NCYC a hit with Iowa youth
December 13, 2022
About 20 teenagers from the Des Moines Diocese went to the first National Catholic Youth Conference in California last month for a life-changing experience.
“It really deepened my faith in a way that I didn’t know that it could. It was honestly a really, really good experience,” said Kalee Owens, of St. Patrick Parish and St. Albert Catholic School in Council Bluffs.
“Before I went, I wasn’t super in touch with my faith,” she said. “On Sunday, I found myself wanting to go to Mass.”
Part of the change was from positive peer pressure.
“This is such a big deal for them and I looked at myself and thought this could be a big deal for me if I paid attention and I did. All together, it was just amazing,” Owens said.
Her mother, Stephanie Koch, decided to chaperone.
“The feeling you get there just rejuvenates the faith inside. It gets really emotional,” she said.
It was Sawyer Sheffield’s first experience with NCYC. The St. Patrick parishioner and St. Albert School student said the experience was more than he expected.
“It was really cool just being around so many people who are also trying to share their faith and get closer with God, which is what we’re all trying to do,” he said.
Since going to NCYC, he’s been trying to follow up with a suggestion of Father Max Carson to pray the Liturgy of the Hours, a prayer that priests pray daily.
“Heading into it, I wasn’t as strong in my faith as I have been in the past and as I would have liked. Going to NCYC reset my mindset about that and really brought me closer in my faith,” Sheffield said.
Once Joe Wilwerding learned NCYC – which typically gathers every other year in Indianapolis – was trying a West Coast gathering in California, “there was no not going,” he said. He was one of six teens from Holy Trinity and six from St. Theresa Parish in Des Moines who went together.
“I really decided to go because I thought it would be a good opportunity to grow in my faith and I would get a chance to see a little more of the world while I was at it,” he said.
While the gathering was smaller than that of Indianapolis, there were still thousands of youth gathered in Long Beach, California Nov. 10-12 for one cause: growing in faith.
“It was so cool to see different people from all over the country,” Wilwerding said.

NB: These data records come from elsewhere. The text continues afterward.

//! The driving port: a stream of decoded frames.

use crate::domain::frame::DecodedFrame;
use crate::error::SpifiError;

/// Port that abstracts the capture collaborator.
///
/// A source is drained from a single thread. Implementations include:
/// - [`crate::adapter::JsonLinesSource`] -- replays decoder output.
pub trait FrameSource: Send {
    /// Produce the next frame.
    ///
    /// `Ok(None)` means the stream has ended. A record-fatal error (see
    /// [`SpifiError::is_record_fatal`]) skips one frame; any other error ends
    /// the stream.
    fn next_frame(&mut self) -> Result<Option<DecodedFrame>, SpifiError>;
}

What was particularly memorable was a talk by New York Bishop Joseph Espaillat.
He explained adoration to the youth in cool terms, he said.
“It taught us a different way to go about it,” Wilwerding said. “It altered the way I look at adoration now, which is something I do fairly frequently at Dowling (Catholic High School).”
Lexi Narmi, of St. Patrick Parish and St. Albert School in Council Bluffs, was also struck by the bishop’s testimony.
“What he said was super good. I just felt like he really related to our age and just really made comments directed to us, especially during adoration,” she said. “He was like ‘Snap out of it. You need to be focused on this right now.’ It was a different way to see it.”
Megs Howe, youth minister at St. Theresa Parish in Des Moines, said the New York bishop caught the attention of everyone at adoration when he said: “This is God here. Are you in or are you out?”
The Iowa youth had an opportunity to meet young people who live on Native American reservations, who came from Hawaii and other West Coast communities. They met folks from religious communities based in the western part of the country and were introduced to Catholic colleges on the West Coast.
“It was awesome to see the young church alive and thriving. The kids were engaged in everything they were doing,” said Howe.
The NCYC 2023 will be Nov. 16-18 in Indianapolis.